Even though the salaries for Perl developers are higher than those of Elixir and others, on Hacker News, one developer noted, “Out of ~800 positions, exactly 1 is for Perl.” This shows that the language is very niche for developers, and only exceptionally good talent can achieve high-paying jobs through this.
The job market dynamics are also pushing companies to migrate. A 2025 job posting read: “Senior Perl Software Developer – Legacy Systems… Debug and resolve complex issues, such as missing modules, failing cron jobs, and dependency conflicts.”
These roles are few and increasingly framed around “keeping the lights on” rather than innovation. In 2025, it’s not just about writing better code—it’s about writing code in languages that are still relevant to the job market and AI is helping with that.
Readability is one of the top complaints with Perl. Its notorious use of sigils—$@%—and its “There’s More Than One Way To Do It” mantra once gave developers freedom. Now, they create confusion.
Python and JavaScript have Eaten Perl’s Lunch
Python’s cleaner syntax and rich libraries make it far more approachable in text processing. AI has helped Python become the most used language in 2024, and now in 2025, the usage is increasing even more.
In web development, Perl’s CGI-based roots feel prehistoric next to Node.js and modern frameworks. As the blogger puts it, “Maintaining legacy Perl codebases will still pay well for a while, but new Perl projects are increasingly rare.”

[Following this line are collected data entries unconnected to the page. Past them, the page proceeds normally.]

use std::path::PathBuf;
use std::fmt::Display;

pub trait ErrorType: Display + PartialEq {
    // ANSI foreground colour used for the location prefix
    const COLOUR: u8 = 31;
}

#[derive(Debug, PartialEq, Clone)]
pub struct Location {
    pub file: PathBuf,
    pub line: usize
}

impl Location {
    pub fn file(file: PathBuf) -> Self {
        Location { file, line: 0 }
    }
}

impl Display for Location {
    fn fmt(&self, f: &mut std::fmt::Formatter<'_>) -> std::fmt::Result {
        if self.line == 0 {
            write!(f, "{}", self.file.display())
        } else {
            write!(f, "{}:{}", self.file.display(), self.line)
        }
    }
}

#[derive(Debug, PartialEq)]
pub struct Error<T: ErrorType> {
    pub location: Location,
    pub error: T
}

impl<T: ErrorType> Display for Error<T> {
    fn fmt(&self, f: &mut std::fmt::Formatter<'_>) -> std::fmt::Result {
        write!(f, "\x1b[{};49;1m[{}]\x1b[39;49;1m  {}\x1b[0m", T::COLOUR, self.location, self.error)
    }
}

pub type Errors<T> = Vec<Error<T>>;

Several Perl developers have exited the ecosystem altogether. One of them wrote in 2023: “All of my Perl modules are in maintenance mode… I no longer do any professional work with Perl, and I haven’t done any since 2017 or so.” Another added, “I’m tired of arguing with the community about modernising. The language stagnated, the community resisted, and so we moved on.”
The ecosystem has stagnated. Many key modules are no longer actively developed.
As a result, companies are reacting in three ways: gradual migration to languages like Python or JavaScript, total rewrites of their systems, or putting Perl systems in “maintenance mode” while moving all new development elsewhere.
Moreover, companies couldn’t find anyone under 35 who had ever written Perl. That was enough to force a complete rewrite.
The Perl Foundation has tried to fight back, funding core development and running booths at events like FOSDEM. But participation is declining. Version 5.42.0 is in the works, yet even some maintainers privately admit the momentum has shifted.
Perl’s decline now looks terminal.
In 2025, knowing Perl is more about supporting legacy systems than building anything new. And while that still offers some value, especially in fields like finance or telecom, the overwhelming developer consensus is clear: Perl is no longer worth investing in.